Fino a quell’epoca la vita di gay e lesbiche era tutt’altro che facile essendo continuamente oggetto di persecuzione e marginalizzazione sociale. I continui attacchi e forme repressive che la comunità gay dovette subire in quel periodo raggiunge il suo punto di rottura nella notte del 28 giugno del 1968 quando all’1.20 del mattino la polizia eseguì la sua ennesima retata nello Stonewall Ill. Le cronache raccontano che appena i poliziotti in borghese fecero irruzione nel locale, la musica improvvisamente si spense, le luci vennero accese e tra i 200 clienti che in quel momento affollavano il locale scoppiò il panico. Tutti quelli che non riuscirono a scappare furono costretti a mettersi in fila per essere identificati, i travestiti vennero ispezionati dalla polizia per verificarne il sesso e qualora un uomo vestito da donna veniva scoperto già sapeva a cosa sarebbe andato incontro.

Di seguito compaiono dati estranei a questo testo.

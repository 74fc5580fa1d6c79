//! Game simulation modules

pub mod physics;
pub mod pipes;
pub mod session;
pub mod sim;
pub mod snapshot;

pub use physics::BirdState;
pub use session::{GameMode, Outcome, Role, Session, Winner};
pub use sim::{SimEvent, Simulator};
pub use snapshot::{RenderAdapter, Snapshot};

Ciò che successe quella sera nella strada antistante il bar, Christopher Street, passerà alla storia perchè fu il primo vero atto di ribellione da parte di quella che ancora non poteva essere chiamata comunità gay, che in quella occasione trovò per la prima volta la forza di unirsi in un’unica e sola reazione di rifiuto e di resistenza alle forze dell’ordine che nel giro di pochi minuti dovettero fare i conti con una vera e propria guerriglia urbana composta da più di seicento persone mobilitatesi davanti al bar pronte a dare battaglia e mettere fine ad un periodo di soprusi. Gli scontri continuarono anche e nelle settimane successive, coinvolgendo migliaia di persone. Era ormai chiaro all’opinione pubblica ed alle autorità che qualcosa era cambiato, la comunità omosessuale aveva finalmente preso consapevolezza della propria forza ed aveva dato vita ad un proprio movimento di lotta che da quel momento in poi si diffonderà in tutto il paese e darà vita ad un interminabile flusso di attività di protesta e di rivendicazione dei propri diritti. Quelli che oggi conosciamo come Gay Pride in realtà sono l’evoluzione della prima manifestazione tenutasi nel 1970 chiamata “Christopher Street Liberation Day”, con cui si celebrò il primo anniversario dalle rivolte di Stonewall.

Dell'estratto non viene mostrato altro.